START DATA SUPPLIED
//! tmux backend.
//!
//! Talks to a running tmux server through its command-line client. Panes map
//! onto [`SessionHandle`] as pane id (`%3`), window id (`@1`) and tmux
//! session id (`$0`).

use std::process::Stdio;
use std::sync::atomic::{AtomicBool, Ordering};
use std::sync::Arc;

use async_trait::async_trait;
use pane_mcp_core::{Error, HostSettings, Result, SessionHandle};
use tokio::io::AsyncWriteExt;
use tokio::process::Command;
use tracing::{debug, info, warn};
use uuid::Uuid;

use crate::host::{parse_pane_line, trim_trailing_blank_lines, HostConnection, TerminalHost};

/// `-F` format that prints one pane as `$session\t@window\t%pane`.
pub const PANE_FORMAT: &str = "#{session_id}\t#{window_id}\t#{pane_id}";

/// Bytes per `send-keys -H` invocation, keeps argument lists short.
const SEND_KEYS_CHUNK: usize = 1024;

/// A tmux server, selected by socket path or the user's default server.
#[derive(Debug, Clone)]
pub struct TmuxHost {
    socket: Option<String>,
    scrollback_lines: usize,
}

impl TmuxHost {
    /// Create a host from configuration.
    pub fn new(settings: &HostSettings) -> Self {
        Self {
            socket: settings.tmux_socket.clone(),
            scrollback_lines: settings.scrollback_lines,
        }
    }

    /// Create a host bound to an explicit socket path.
    pub fn with_socket(socket: impl Into<String>) -> Self {
        Self {
            socket: Some(socket.into()),
            scrollback_lines: HostSettings::default().scrollback_lines,
        }
    }
}

#[async_trait]
impl TerminalHost for TmuxHost {
    fn name(&self) -> &'static str {
        "tmux"
    }

    async fn connect(&self) -> Result<Arc<dyn HostConnection>> {
        let conn = TmuxConnection {
            id: Uuid::new_v4(),
            socket: self.socket.clone(),
            scrollback_lines: self.scrollback_lines,
            closed: AtomicBool::new(false),
        };
        conn.probe().await?;
        info!(connection_id = %conn.id, socket = ?conn.socket, "Connected to tmux server");
        Ok(Arc::new(conn))
    }
}

/// One logical connection to a tmux server.
///
/// The tmux client is stateless, so the connection only carries the socket
/// and an identity; every operation spawns a short-lived client process.
#[derive(Debug)]
pub struct TmuxConnection {
    id: Uuid,
    socket: Option<String>,
    scrollback_lines: usize,
    closed: AtomicBool,
}

impl TmuxConnection {
    fn command(&self) -> Command {
        let mut cmd = Command::new("tmux");
        if let Some(socket) = &self.socket {
            cmd.arg("-S").arg(socket);
        }
        cmd.kill_on_drop(true);
        cmd
    }

    fn ensure_open(&self) -> Result<()> {
        if self.closed.load(Ordering::Acquire) {
            return Err(Error::Connection(format!(
                "tmux connection {} is closed",
                self.id
            )));
        }
        Ok(())
    }

    /// Run a tmux subcommand and return its stdout.
    async fn run(&self, args: &[&str]) -> Result<String> {
        self.ensure_open()?;

        let output = self
            .command()
            .args(args)
            .stdin(Stdio::null())
            .output()
            .await
            .map_err(|e| Error::Connection(format!("Failed to run tmux: {e}")))?;

        if !output.status.success() {
            return Err(tmux_failure(args, &output.stderr));
        }

        Ok(String::from_utf8_lossy(&output.stdout).into_owned())
    }

    async fn run_for_pane(&self, args: &[&str]) -> Result<SessionHandle> {
        let stdout = self.run(args).await?;
        parse_pane_line(stdout.trim()).ok_or_else(|| {
            Error::Host(format!("Unexpected tmux pane description: {stdout:?}"))
        })
    }

    async fn load_buffer(&self, buffer: &str, text: &str) -> Result<()> {
        self.ensure_open()?;

        let mut child = self
            .command()
            .args(["load-buffer", "-b", buffer, "-"])
            .stdin(Stdio::piped())
            .stdout(Stdio::null())
            .stderr(Stdio::piped())
            .spawn()
            .map_err(|e| Error::Connection(format!("Failed to run tmux: {e}")))?;

        if let Some(mut stdin) = child.stdin.take() {
            stdin.write_all(text.as_bytes()).await?;
            stdin.shutdown().await?;
        }

        let output = child.wait_with_output().await?;
        if !output.status.success() {
            return Err(tmux_failure(&["load-buffer"], &output.stderr));
        }
        Ok(())
    }
}

#[async_trait]
impl HostConnection for TmuxConnection {
    fn id(&self) -> Uuid {
        self.id
    }

    async fn current_session(&self) -> Result<SessionHandle> {
        self.run_for_pane(&["display-message", "-p", PANE_FORMAT])
            .await
    }

    async fn resolve_session(&self, session_id: &str) -> Result<SessionHandle> {
        match self
            .run_for_pane(&["display-message", "-p", "-t", session_id, PANE_FORMAT])
            .await
        {
            Ok(handle) if handle.session_id == session_id => Ok(handle),
            Ok(_) | Err(Error::Host(_)) => Err(Error::SessionNotFound(session_id.to_string())),
            Err(e) => Err(e),
        }
    }

    async fn list_sessions(&self) -> Result<Vec<SessionHandle>> {
        let stdout = self.run(&["list-panes", "-a", "-F", PANE_FORMAT]).await?;
        Ok(stdout.lines().filter_map(parse_pane_line).collect())
    }

    async fn send_text(&self, session: &SessionHandle, text: &str) -> Result<()> {
        debug!(
            "Sending {} bytes to tmux pane '{}' via hex mode",
            text.len(),
            session.session_id
        );

        // -H delivers each byte literally, escape sequences included
        for chunk in hex_chunks(text.as_bytes()) {
            let mut args = vec!["send-keys", "-t", session.session_id.as_str(), "-H"];
            args.extend(chunk.iter().map(String::as_str));
            self.run(&args).await?;
        }
        Ok(())
    }

    async fn inject_text(&self, session: &SessionHandle, text: &str) -> Result<()> {
        let buffer = format!("pane-mcp-{}", Uuid::new_v4().simple());
        debug!(
            "Injecting {} bytes into tmux pane '{}' through buffer {}",
            text.len(),
            session.session_id,
            buffer
        );

        self.load_buffer(&buffer, text).await?;

        // -p wraps the paste in bracketed-paste markers when the shell asked for them
        let pasted = self
            .run(&[
                "paste-buffer",
                "-d",
                "-p",
                "-b",
                &buffer,
                "-t",
                &session.session_id,
            ])
            .await;

        if let Err(e) = pasted {
            if let Err(cleanup) = self.run(&["delete-buffer", "-b", &buffer]).await {
                warn!("Failed to delete tmux buffer {}: {}", buffer, cleanup);
            }
            return Err(e);
        }
        Ok(())
    }

    async fn get_screen_contents(
        &self,
        session: &SessionHandle,
        include_scrollback: bool,
    ) -> Result<String> {
        let start = format!("-{}", self.scrollback_lines);
        let mut args = vec!["capture-pane", "-p", "-J", "-t", session.session_id.as_str()];
        if include_scrollback {
            args.extend(["-S", start.as_str()]);
        }
        let stdout = self.run(&args).await?;
        Ok(trim_trailing_blank_lines(&stdout))
    }

    async fn create_tab(&self, session: Option<&SessionHandle>) -> Result<SessionHandle> {
        let handle = match session {
            Some(session) => {
                self.run_for_pane(&[
                    "new-window",
                    "-a",
                    "-P",
                    "-F",
                    PANE_FORMAT,
                    "-t",
                    &session.tab_id,
                ])
                .await?
            }
            None => {
                self.run_for_pane(&["new-window", "-P", "-F", PANE_FORMAT])
                    .await?
            }
        };
        info!("Created tmux window {} (pane {})", handle.tab_id, handle.session_id);
        Ok(handle)
    }

    async fn create_session(&self, session: &SessionHandle) -> Result<SessionHandle> {
        let handle = self
            .run_for_pane(&[
                "split-window",
                "-P",
                "-F",
                PANE_FORMAT,
                "-t",
                &session.session_id,
            ])
            .await?;
        info!("Split tmux pane {} into {}", session.session_id, handle.session_id);
        Ok(handle)
    }

    async fn probe(&self) -> Result<()> {
        self.run(&["list-sessions", "-F", "#{session_id}"]).await?;
        Ok(())
    }

    async fn close(&self) {
        if !self.closed.swap(true, Ordering::AcqRel) {
            debug!(connection_id = %self.id, "Closed tmux connection");
        }
    }
}

/// Split bytes into `send-keys -H` argument groups.
fn hex_chunks(data: &[u8]) -> Vec<Vec<String>> {
    data.chunks(SEND_KEYS_CHUNK)
        .map(|chunk| chunk.iter().map(|b| format!("{b:02x}")).collect())
        .collect()
}

/// Map a failed tmux invocation onto an error category.
fn tmux_failure(args: &[&str], stderr: &[u8]) -> Error {
    let stderr = String::from_utf8_lossy(stderr).trim().to_string();
    let subcommand = args.first().copied().unwrap_or("tmux");

    if stderr.contains("no server running")
        || stderr.contains("error connecting to")
        || stderr.contains("server exited")
    {
        Error::Connection(stderr)
    } else if stderr.contains("can't find") {
        Error::SessionNotFound(stderr)
    } else {
        Error::Host(format!("tmux {subcommand} failed: {stderr}"))
    }
}

#[cfg(test)]
mod tests {
    use super::*;

    fn closed_connection() -> TmuxConnection {
        TmuxConnection {
            id: Uuid::new_v4(),
            socket: None,
            scrollback_lines: 100,
            closed: AtomicBool::new(true),
        }
    }

    #[test]
    fn test_hex_chunks() {
        let chunks = hex_chunks(b"ls\n\x1b");
        assert_eq!(chunks, vec![vec!["6c", "73", "0a", "1b"]]);

        let big = vec![b'a'; SEND_KEYS_CHUNK * 2 + 1];
        let chunks = hex_chunks(&big);
        assert_eq!(chunks.len(), 3);
        assert_eq!(chunks[2], vec!["61"]);
    }

    #[test]
    fn test_hex_chunks_utf8_bytes() {
        let chunks = hex_chunks("é".as_bytes());
        assert_eq!(chunks, vec![vec!["c3", "a9"]]);
    }

    #[test]
    fn test_tmux_failure_classification() {
        let err = tmux_failure(&["list-sessions"], b"no server running on /tmp/tmux-0/default\n");
        assert!(matches!(err, Error::Connection(_)));

        let err = tmux_failure(
            &["display-message"],
            b"error connecting to /tmp/nope (No such file or directory)",
        );
        assert!(matches!(err, Error::Connection(_)));

        let err = tmux_failure(&["send-keys"], b"can't find pane: %42");
        assert!(matches!(err, Error::SessionNotFound(_)));

        let err = tmux_failure(&["paste-buffer"], b"no buffer pane-mcp-x");
        assert!(matches!(err, Error::Host(ref msg) if msg.starts_with("tmux paste-buffer failed")));
    }

    #[test]
    fn test_with_socket() {
        let host = TmuxHost::with_socket("/tmp/pane-mcp-test.sock");
        assert_eq!(host.socket.as_deref(), Some("/tmp/pane-mcp-test.sock"));
        assert_eq!(host.scrollback_lines, 10_000);
        assert_eq!(host.name(), "tmux");
    }

    #[tokio::test]
    async fn test_connect_to_missing_server_is_connection_error() {
        let dir = tempfile::tempdir().unwrap();
        let socket = dir.path().join("absent.sock");
        let host = TmuxHost::with_socket(socket.to_string_lossy());

        let err = host.connect().await.unwrap_err();
        assert!(matches!(err, Error::Connection(_)), "got {err:?}");
    }

    #[tokio::test]
    async fn test_closed_connection_rejects_operations() {
        let conn = closed_connection();
        let handle = SessionHandle::new("%0", "$0", "@0");

        assert!(matches!(conn.probe().await, Err(Error::Connection(_))));
        assert!(matches!(
            conn.send_text(&handle, "ls\n").await,
            Err(Error::Connection(_))
        ));
        assert!(matches!(
            conn.inject_text(&handle, "ls").await,
            Err(Error::Connection(_))
        ));
    }
}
END DATA SUPPLIED
Copy each line of the listing that carries the word "Uuid".

use uuid::Uuid;
            id: Uuid::new_v4(),
    id: Uuid,
    fn id(&self) -> Uuid {
        let buffer = format!("pane-mcp-{}", Uuid::new_v4().simple());
            id: Uuid::new_v4(),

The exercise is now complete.